Deep danger: intra-specific predation risk influences habitat use and aggregation formation of juvenile lemon sharks Negaprion brevirostris

Tristan L. Guttridge1,2,5,*, Samuel H. Gruber2,3, Bryan R. Franks2,4, Steven T. Kessel2,5, Katie S. Gledhill2, Jen Uphill6, Jens Krause7,8, David W. Sims9,10

1Institute for Integrative and Comparative Biology, University of Leeds, L.C. Miall Building, Leeds LS2 9JT, UK
2Bimini Biological Field Station, 15 Elizabeth Drive, South Bimini, Bahamas
3Division of Marine Biology and Fisheries, Rosenstiel School of Marine and Atmospheric Science,
4600 Rickenbacker Causeway, Miami, Florida 33149, USA
4Department of Biology, Rollins College, Winter Park Florida 32789, USA
5School of Earth and Ocean Sciences, Cardiff University, Cardiff CF10 3XQ, UK
6Flinders University, Stuart Drive, Bedford Park, South Australia 5042, Australia
7Department of Biology and Ecology of Fishes, Leibniz-Institute of Freshwater Ecology and Inland Fisheries, Müggelseedamm 310,
12587 Berlin, Germany
8Department of Biology and Ecology of Fishes, Humboldt-University of Berlin, Philippstrasse 13, 10115 Berlin, Germany
9Marine Biological Association of the United Kingdom, The Laboratory, Citadel Hill, Plymouth PL1 2PB, UK
10Marine Biology and Ecology Research Centre, School of Marine Science and Engineering, University of Plymouth, Drake Circus, Plymouth PL4 8AA, UK

ABSTRACT: Non-consumptive or risk effects imposed by predators can influence prey behaviour over different spatio-temporal scales. Prey vulnerability to predation can also be dependent on abiotic conditions, such as tidal height.
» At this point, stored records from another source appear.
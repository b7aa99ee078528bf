//! Hand-cranked frame pump.

use std::cell::RefCell;
use std::rc::Rc;

use dkit_runtime::{FramePump, FrameRequest};

#[derive(Debug, Default)]
struct PumpState {
    next_id: u64,
    outstanding: Option<FrameRequest>,
    requests: u64,
    cancels: u64,
    retries: u64,
}

/// A [`FramePump`] that never fires on its own.
///
/// The pump is handed to the scheduler; the matching [`PumpProbe`] stays
/// with the test, which observes request/cancel/retry counts and decides
/// when a frame "fires" by calling the scheduler's `run_frame` itself.
#[derive(Debug)]
pub struct ManualPump {
    state: Rc<RefCell<PumpState>>,
}

impl ManualPump {
    /// Create a pump and its observation probe.
    #[must_use]
    pub fn new() -> (Self, PumpProbe) {
        let state = Rc::new(RefCell::new(PumpState::default()));
        (
            Self {
                state: state.clone(),
            },
            PumpProbe { state },
        )
    }
}

impl FramePump for ManualPump {
    fn request_frame(&mut self) -> FrameRequest {
        let mut state = self.state.borrow_mut();
        state.next_id += 1;
        state.requests += 1;
        let request = FrameRequest(state.next_id);
        state.outstanding = Some(request);
        request
    }

    fn cancel_frame(&mut self, request: FrameRequest) {
        let mut state = self.state.borrow_mut();
        state.cancels += 1;
        if state.outstanding == Some(request) {
            state.outstanding = None;
        }
    }

    fn request_retry(&mut self) {
        self.state.borrow_mut().retries += 1;
    }
}

/// Test-side view of a [`ManualPump`].
#[derive(Debug)]
pub struct PumpProbe {
    state: Rc<RefCell<PumpState>>,
}

impl PumpProbe {
    /// Total frame requests made.
    #[must_use]
    pub fn requests(&self) -> u64 {
        self.state.borrow().requests
    }

    /// Total cancellations.
    #[must_use]
    pub fn cancels(&self) -> u64 {
        self.state.borrow().cancels
    }

    /// Total zero-delay retries requested.
    #[must_use]
    pub fn retries(&self) -> u64 {
        self.state.borrow().retries
    }

    /// Whether a frame request is outstanding.
    #[must_use]
    pub fn has_outstanding(&self) -> bool {
        self.state.borrow().outstanding.is_some()
    }

    /// Consume the outstanding request, simulating the frame firing.
    ///
    /// Returns `None` when nothing was requested (or it was cancelled).
    pub fn take_frame(&self) -> Option<FrameRequest> {
        self.state.borrow_mut().outstanding.take()
    }
}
We conducted direct field observations of juvenile lemon sharks Negaprion brevirostris in a tidally influenced mangrove-inlet. We also used acoustic tracking to determine the movement patterns of juvenile lemon sharks and their predators (sub-adult lemon sharks) across the tidal cycle. Results showed that greater numbers of juvenile lemon sharks used the mangrove-inlet for longer time periods at deeper and warmer high tide depths. This coincided with an increased presence of potential predators (sub-adult lemon sharks) in the surrounding areas. Furthermore, in accordance with body-size dependent anti-predatory investment, smaller juvenile lemon sharks visited the mangrove inlet more often, spent longer there and left latest on average. Our acoustic tracking data also revealed a tidally-influenced pattern, with both juvenile and sub-adult lemon sharks detected at locations inshore over the high tide and offshore during the low tide. We concluded that the mangrove lake served as a ‘refuge’ for juvenile lemon sharks over the high tide, providing safe habitat when inshore areas become accessible to large predators, such as sub-adult lemon sharks. We suggest that these decisions are updated through ontogeny and also with daily fluctuations in abiotic factors, such as water depth. This study provides evidence for how intra-specific predator−prey interactions in a top predator species influence juvenile habitat selection, with potential implications for population structure and regulation.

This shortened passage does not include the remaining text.